2. L’adoption des pratiques spécifiques en environnement incertain : proposition

La littérature issue de la théorie des coûts de transaction identifie des moyens pour résoudre le problème du hold-up en proposant différents choix de structure de gouvernance selon les caractéristiques de la transaction (incertitude, fréquence, actifs spécifiques). Sur cette base de l’hypothèse d’alignement, la théorie postule que lorsque le risque de hold-up est élevé du fait de l’existence d’actifs spécifiques dans la transaction, les arrangements contractuels voire l’intégration verticale peuvent être préférables aux arrangements sur le marché (Riordan et Williamson, 1985). Une large littérature empirique s’est développée pour tester les propositions exposées dans le cadre de cette théorie (voir Shelanski et Klein, 1995, pour une revue de la littérature).

Cependant dans la plupart de ces études, les actifs spécifiques sont traités comme des variables exogènes au choix de la structure de gouvernance. Or Masten (1995) souligne que le niveau de spécificité des actifs et l’échelle de l’investissement dans ces actifs spécifiques, qui déterminent la quasi-rente appropriable, sont également des variables de décision et doivent donc être traitées de manière endogène. Suite à cette proposition de Masten, Saussier (2000) intègre donc dans son modèle économétrique les variables de choix de gouvernance et la décision d’investir en actifs spécifiques comme des variables endogènes.

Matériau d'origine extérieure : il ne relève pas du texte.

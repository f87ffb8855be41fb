use std::collections::HashMap;

use async_trait::async_trait;
use parking_lot::Mutex;
use serde_json::{Value, json};

use crate::core::action::{HttpMethod, normalize_endpoint};
use crate::core::host::ApiClient;
use crate::error::{Error, Result};

/// A call captured by [`MockApiClient`].
#[derive(Debug, Clone, PartialEq)]
pub struct RecordedCall {
    pub method: HttpMethod,
    pub path: String,
    pub body: Option<Value>,
    pub query: Option<Value>,
}

/// In-memory client for tests.
///
/// It answers from a per-endpoint response table and records every call.
/// Endpoints without a configured response get a bare success envelope.
#[derive(Default)]
pub struct MockApiClient {
    responses: HashMap<String, Value>,
    failures: HashMap<String, (u16, String)>,
    calls: Mutex<Vec<RecordedCall>>,
}

impl MockApiClient {
    pub fn new() -> Self {
        Self::default()
    }

    pub fn with_response(mut self, path: &str, response: Value) -> Self {
        self.responses.insert(normalize_endpoint(path), response);
        self
    }

    /// Answer `path` with a non-2xx status.
    pub fn with_status(mut self, path: &str, status: u16, body: impl Into<String>) -> Self {
        self.failures
            .insert(normalize_endpoint(path), (status, body.into()));
        self
    }

    pub fn calls(&self) -> Vec<RecordedCall> {
        self.calls.lock().clone()
    }

    pub fn call_count(&self) -> usize {
        self.calls.lock().len()
    }
}

#[async_trait]
impl ApiClient for MockApiClient {
    async fn request(
        &self,
        method: HttpMethod,
        path: &str,
        body: Option<&Value>,
        query: Option<&Value>,
    ) -> Result<Value> {
        let path = normalize_endpoint(path);
        self.calls.lock().push(RecordedCall {
            method,
            path: path.clone(),
            body: body.cloned(),
            query: query.cloned(),
        });

        if let Some((status, body)) = self.failures.get(&path) {
            return Err(Error::Status {
                status: *status,
                body: body.clone(),
            });
        }

        Ok(self
            .responses
            .get(&path)
            .cloned()
            .unwrap_or_else(|| json!({ "status": "ok", "retcode": 0, "data": null })))
    }
}
//! Line-delimited JSON-RPC server exposing the node to a host

use std::sync::Arc;

use anyhow::Result;
use onebot_node::core::options::{self, NodeOption};
use onebot_node::core::{
    ApiClient, Dispatcher, HttpMethod, InputItem, ItemBatch, Operation, OutputItem, Resource,
    StaticOptionsContext,
};
use onebot_node_protocol::{
    methods, ExecuteParams, ExecuteResult, LoadOptionsParams, LoadOptionsResult, NodeMetadata,
    OptionPayload, OutputPayload, PairedItemPayload, ResourceInfo, RpcError, RpcRequest,
    RpcResponse, TestCredentialsResult, JSONRPC_VERSION, PROTOCOL_VERSION,
};
use serde::de::DeserializeOwned;
use serde_json::Value;
use tokio::io::{AsyncBufReadExt, AsyncRead, AsyncWrite, AsyncWriteExt, BufReader};
use tracing::{debug, info, warn};

/// Serves one node instance bound to a OneBot client
pub struct NodeServer {
    client: Arc<dyn ApiClient>,
}

impl NodeServer {
    pub fn new(client: Arc<dyn ApiClient>) -> Self {
        Self { client }
    }

    /// Handle requests until `shutdown` or end of input
    pub async fn serve<R, W>(&self, reader: R, mut writer: W) -> Result<()>
    where
        R: AsyncRead + Unpin,
        W: AsyncWrite + Unpin,
    {
        let mut lines = BufReader::new(reader).lines();

        while let Some(line) = lines.next_line().await? {
            if line.trim().is_empty() {
                continue;
            }
            debug!("Received RPC: {}", line.trim());

            let (response, stop) = self.handle_line(&line).await;
            let response_json = serde_json::to_string(&response)?;
            debug!("Sending RPC: {}", response_json);

            writer.write_all(response_json.as_bytes()).await?;
            writer.write_all(b"\n").await?;
            writer.flush().await?;

            if stop {
                info!("Shutdown requested");
                break;
            }
        }

        Ok(())
    }

    /// Returns the response and whether the server should stop
    async fn handle_line(&self, line: &str) -> (RpcResponse, bool) {
        let value: Value = match serde_json::from_str(line) {
            Ok(value) => value,
            Err(_) => return (RpcResponse::error(RpcError::parse_error(), None), false),
        };

        let id = value.get("id").and_then(Value::as_u64);
        let request: RpcRequest = match serde_json::from_value(value) {
            Ok(request) => request,
            Err(_) => return (RpcResponse::error(RpcError::invalid_request(), id), false),
        };
        if request.jsonrpc != JSONRPC_VERSION {
            return (
                RpcResponse::error(RpcError::invalid_request(), Some(request.id)),
                false,
            );
        }

        let stop = request.method == methods::SHUTDOWN;
        let response = match self.handle(&request).await {
            Ok(result) => RpcResponse::success(result, request.id),
            Err(error) => RpcResponse::error(error, Some(request.id)),
        };
        (response, stop)
    }

    async fn handle(&self, request: &RpcRequest) -> Result<Value, RpcError> {
        match request.method.as_str() {
            methods::METADATA => to_result(metadata()),
            methods::EXECUTE => self.execute(parse_params(&request.params)?).await,
            methods::LOAD_OPTIONS => self.load_options(parse_params(&request.params)?).await,
            methods::TEST_CREDENTIALS => self.test_credentials().await,
            methods::SHUTDOWN => Ok(Value::Object(Default::default())),
            _ => Err(RpcError::method_not_found()),
        }
    }

    async fn execute(&self, params: ExecuteParams) -> Result<Value, RpcError> {
        let items = params.items.into_iter().map(|item| InputItem {
            json: item.json,
            parameters: item.parameters,
        });
        let batch = ItemBatch::new(self.client.clone())
            .with_parameters(params.parameters)
            .with_items(items)
            .with_continue_on_fail(params.continue_on_fail);

        let output = Dispatcher::execute(&batch).await.map_err(|e| {
            warn!("Execution failed: {}", e);
            RpcError::execution_error(e.to_string(), e.item_index())
        })?;

        to_result(ExecuteResult {
            items: output.into_iter().map(output_payload).collect(),
        })
    }

    async fn load_options(&self, params: LoadOptionsParams) -> Result<Value, RpcError> {
        let ctx = StaticOptionsContext::new(self.client.clone(), params.parameters);
        let options = options::load_options(&ctx, &params.method)
            .await
            .map_err(|e| RpcError::execution_error(e.to_string(), None))?;

        to_result(LoadOptionsResult {
            options: options.into_iter().map(option_payload).collect(),
        })
    }

    async fn test_credentials(&self) -> Result<Value, RpcError> {
        let status = self
            .client
            .request(HttpMethod::Get, Operation::GetStatus.as_str(), None, None)
            .await
            .map_err(|e| RpcError::execution_error(e.to_string(), None))?;

        to_result(TestCredentialsResult { ok: true, status })
    }
}

fn metadata() -> NodeMetadata {
    NodeMetadata {
        name: "oneBot".to_string(),
        description: "Consume OneBot API".to_string(),
        version: env!("CARGO_PKG_VERSION").to_string(),
        protocol_version: PROTOCOL_VERSION.to_string(),
        resources: Resource::ALL
            .iter()
            .map(|r| ResourceInfo {
                name: r.as_str().to_string(),
                operations: r.operations().iter().map(|o| o.as_str().to_string()).collect(),
            })
            .collect(),
        options_methods: options::methods::ALL.iter().map(|m| m.to_string()).collect(),
    }
}

fn output_payload(item: OutputItem) -> OutputPayload {
    OutputPayload {
        json: item.json,
        paired_item: PairedItemPayload {
            item: item.paired_item.item,
        },
    }
}

fn option_payload(option: NodeOption) -> OptionPayload {
    OptionPayload {
        name: option.name,
        value: option.value,
        description: option.description,
    }
}

fn parse_params<T: DeserializeOwned>(params: &Value) -> Result<T, RpcError> {
    serde_json::from_value(params.clone()).map_err(|e| RpcError::invalid_params(e.to_string()))
}

fn to_result<T: serde::Serialize>(value: T) -> Result<Value, RpcError> {
    serde_json::to_value(value).map_err(|e| RpcError::internal_error().with_data(e.to_string().into()))
}
pub mod model;
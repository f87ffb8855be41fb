//! HTTP client tests using wiremock mock server.
//!
//! These tests verify:
//! - Bearer authentication and the fixed User-Agent header
//! - GET/POST selection and JSON bodies as seen on the wire
//! - Error handling for non-2xx responses and non-JSON bodies

use std::sync::Arc;

use onebot_node::core::host::params;
use onebot_node::core::options::{load_options, methods};
use onebot_node::prelude::*;
use serde_json::{Map, json};
use wiremock::matchers::{body_json, header, method, path, query_param};
use wiremock::{Mock, MockServer, Request, ResponseTemplate};

fn client_for_server(server: &MockServer, token: Option<&str>) -> HttpApiClient {
    let mut config = OneBotConfig::new(server.uri());
    if let Some(token) = token {
        config = config.with_access_token(token);
    }
    HttpApiClient::new(&config).expect("client creation should succeed")
}

fn ok(data: serde_json::Value) -> ResponseTemplate {
    ResponseTemplate::new(200).set_body_json(json!({ "status": "ok", "retcode": 0, "data": data }))
}

#[tokio::test]
async fn test_credentials_hits_get_status_with_bearer() {
    let server = MockServer::start().await;

    Mock::given(method("GET"))
        .and(path("/get_status"))
        .and(header("authorization", "Bearer secret-token"))
        .and(header(
            "user-agent",
            format!("onebot-node/{}", env!("CARGO_PKG_VERSION")).as_str(),
        ))
        .respond_with(ok(json!({ "online": true, "good": true })))
        .expect(1)
        .mount(&server)
        .await;

    let client = client_for_server(&server, Some("secret-token"));
    let status = client.test_credentials().await.unwrap();
    assert_eq!(status["data"]["online"], true);
}

#[tokio::test]
async fn no_authorization_header_without_token() {
    let server = MockServer::start().await;

    Mock::given(method("GET"))
        .and(path("/get_version_info"))
        .respond_with(ok(json!({ "app_name": "napcat" })))
        .mount(&server)
        .await;

    let client = client_for_server(&server, None);
    client
        .request(HttpMethod::Get, "get_version_info", None, None)
        .await
        .unwrap();

    let requests: Vec<Request> = server.received_requests().await.unwrap();
    assert_eq!(requests.len(), 1);
    assert!(!requests[0].headers.contains_key("authorization"));
}

#[tokio::test]
async fn dispatcher_posts_json_body() {
    let server = MockServer::start().await;

    Mock::given(method("POST"))
        .and(path("/get_group_member_info"))
        .and(body_json(json!({ "group_id": 100, "user_id": 200 })))
        .respond_with(ok(json!({ "user_id": 200, "nickname": "Dan" })))
        .expect(1)
        .mount(&server)
        .await;

    let client = Arc::new(client_for_server(&server, Some("t")));
    let batch = ItemBatch::new(client)
        .with_parameter(params::RESOURCE, "group")
        .with_parameter(params::OPERATION, "get_group_member_info")
        .with_parameter(params::GROUP_ID, "100")
        .with_parameter(params::USER_ID, 200)
        .with_item(InputItem::default());

    let output = Dispatcher::execute(&batch).await.unwrap();
    assert_eq!(output[0].json["data"]["nickname"], "Dan");
}

#[tokio::test]
async fn non_success_status_is_an_error() {
    let server = MockServer::start().await;

    Mock::given(method("POST"))
        .and(path("/send_private_msg"))
        .respond_with(ResponseTemplate::new(401).set_body_string("unauthorized"))
        .mount(&server)
        .await;

    let client = Arc::new(client_for_server(&server, Some("wrong")));
    let batch = ItemBatch::new(client)
        .with_parameter(params::RESOURCE, "message")
        .with_parameter(params::OPERATION, "send_private_msg")
        .with_parameter(params::USER_ID, 1)
        .with_item(InputItem::default().with_parameter(params::MESSAGE, "hi"));

    let err = Dispatcher::execute(&batch).await.unwrap_err();
    assert_eq!(err.item_index(), Some(0));
    match err {
        Error::Item { source, .. } => match *source {
            Error::Status { status, body } => {
                assert_eq!(status, 401);
                assert_eq!(body, "unauthorized");
            }
            other => panic!("unexpected error: {other}"),
        },
        other => panic!("unexpected error: {other}"),
    }
}

#[tokio::test]
async fn malformed_json_is_a_decode_error() {
    let server = MockServer::start().await;

    Mock::given(method("GET"))
        .and(path("/get_status"))
        .respond_with(ResponseTemplate::new(200).set_body_string("<html>"))
        .mount(&server)
        .await;

    let client = client_for_server(&server, None);
    let err = client.test_credentials().await.unwrap_err();
    assert!(matches!(err, Error::Decode(_)));
}

#[tokio::test]
async fn member_options_send_group_query() {
    let server = MockServer::start().await;

    Mock::given(method("GET"))
        .and(path("/get_group_member_list"))
        .and(query_param("group_id", "321"))
        .respond_with(ok(json!([
            { "group_id": 321, "user_id": 1, "nickname": "one" },
            { "group_id": 321, "user_id": 2, "nickname": "two" }
        ])))
        .expect(1)
        .mount(&server)
        .await;

    let client = Arc::new(client_for_server(&server, None));
    let mut selected = Map::new();
    selected.insert(params::GROUP_ID.to_string(), json!(321));
    let ctx = StaticOptionsContext::new(client, selected);

    let options = load_options(&ctx, methods::GET_GROUP_MEMBER_LIST)
        .await
        .unwrap();
    let names: Vec<_> = options.iter().map(|o| o.name.as_str()).collect();
    assert_eq!(names, vec!["one", "two"]);
    assert_eq!(options[1].description, "2");
}
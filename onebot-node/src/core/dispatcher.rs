//! Maps node parameters onto OneBot API calls.
//!
//! Items are handled strictly in order, one request each. When several
//! message items arrive with `forward_mode` set on the first one, they are
//! merged into a single forwarded message instead.

use serde_json::{Map, Value};
use tracing::{debug, warn};

use crate::core::action::{Action, Operation, Resource};
use crate::core::host::{ExecuteContext, OutputItem, params};
use crate::core::request::{RequestSpec, build_request};
use crate::error::{Error, Result};
use crate::onebot::model::{ApiResponse, ForwardNode, LoginInfo};

pub struct Dispatcher;

impl Dispatcher {
    /// Run the node over every input item of `ctx`.
    pub async fn execute<C>(ctx: &C) -> Result<Vec<OutputItem>>
    where
        C: ExecuteContext + ?Sized,
    {
        let count = ctx.input_items().len();
        if count == 0 {
            return Ok(Vec::new());
        }

        let resource: Resource = ctx.string_param(params::RESOURCE, 0)?.parse()?;

        if Self::is_forward_batch(ctx, resource)? {
            return Self::execute_forward(ctx, resource).await;
        }

        let mut output = Vec::with_capacity(count);
        for index in 0..count {
            match Self::execute_item(ctx, resource, index).await {
                Ok(items) => output.extend(items),
                Err(err) if ctx.continue_on_fail() => {
                    warn!("Item {} failed, continuing: {}", index, err);
                    output.push(OutputItem::error(&err, index));
                }
                Err(err) => return Err(err.at_item(index)),
            }
        }

        Ok(output)
    }

    async fn execute_item<C>(ctx: &C, resource: Resource, index: usize) -> Result<Vec<OutputItem>>
    where
        C: ExecuteContext + ?Sized,
    {
        let operation: Operation = ctx.string_param(params::OPERATION, index)?.parse()?;
        let action = Action::new(resource, operation)?;

        let spec = build_request(action.operation, ctx, index)?;
        debug!("Item {}: {} {}", index, spec.method, spec.path);

        let response = ctx.client().send(&spec).await?;
        Ok(OutputItem::from_response(response, index))
    }

    fn is_forward_batch<C>(ctx: &C, resource: Resource) -> Result<bool>
    where
        C: ExecuteContext + ?Sized,
    {
        if resource != Resource::Message || ctx.input_items().len() < 2 {
            return Ok(false);
        }
        ctx.bool_param(params::FORWARD_MODE, 0)
    }

    /// One login lookup plus one merged send; the target comes from item 0.
    async fn execute_forward<C>(ctx: &C, resource: Resource) -> Result<Vec<OutputItem>>
    where
        C: ExecuteContext + ?Sized,
    {
        let operation: Operation = ctx.string_param(params::OPERATION, 0)?.parse()?;
        let action = Action::new(resource, operation)?;
        let (endpoint, target) = match (
            action.operation.forward_endpoint(),
            action.operation.target(),
        ) {
            (Some(endpoint), Some(target)) => (endpoint, target),
            _ => return Err(Error::UnknownOperation(operation.to_string())),
        };

        let login = Self::login_info(ctx).await?;

        let messages = (0..ctx.input_items().len())
            .map(|index| {
                ctx.string_param(params::MESSAGE, index)
                    .map(|content| ForwardNode::from_bot(&login, content))
            })
            .collect::<Result<Vec<_>>>()?;

        debug!(
            "Forwarding {} messages as {} ({})",
            messages.len(),
            login.nickname,
            login.user_id
        );

        let mut body = Map::new();
        body.insert("messages".to_string(), serde_json::to_value(messages)?);
        body.insert(
            target.name().to_string(),
            Value::from(ctx.id_param(target.name(), 0)?),
        );

        let response = ctx.client().send(&RequestSpec::post(endpoint, body)).await?;
        Ok(OutputItem::from_response(response, 0))
    }

    async fn login_info<C>(ctx: &C) -> Result<LoginInfo>
    where
        C: ExecuteContext + ?Sized,
    {
        let operation = Operation::GetLoginInfo;
        let response = ctx
            .client()
            .send(&RequestSpec::get(operation.endpoint()))
            .await?;
        ApiResponse::from_value(response)?.data_as_checked(operation.as_str())
    }
}
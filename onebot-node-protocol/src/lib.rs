//! OneBot Node Protocol
//!
//! This crate defines the JSON-RPC protocol a workflow host uses to drive the
//! OneBot node running as a separate process.
//!
//! # Protocol Overview
//!
//! Communication occurs over stdio using JSON-RPC 2.0 format, one message
//! per line.
//!
//! ## Methods
//!
//! - `metadata` - Get node metadata (resources and operations)
//! - `execute` - Run the node over a batch of input items
//! - `load_options` - Populate a dropdown
//! - `test_credentials` - Check server address and access token
//! - `shutdown` - Stop the node process

mod rpc;
mod types;

pub use rpc::*;
pub use types::*;

/// Protocol version
pub const PROTOCOL_VERSION: &str = "1.0.0";

/// JSON-RPC version
pub const JSONRPC_VERSION: &str = "2.0";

Tout suivant cette littérature, nous souhaitons aller plus loin en proposant que la décision de mettre en place des investissements spécifiques n’est pas seulement endogène mais également séquentielle. En effet les récents développements des théories des contrats s’inspirant de la théorie des jeux, montre que le problème de hold-up peut être résolu par la séquentialité des investissements. L’hypothèse de séquentialité des décisions apparaît alors comme un nouvel élément de compréhension dans l’étude des mécanismes d’exécution des arrangements contractuels intégrant la mise en place d’actifs spécifiques en environnement incertain.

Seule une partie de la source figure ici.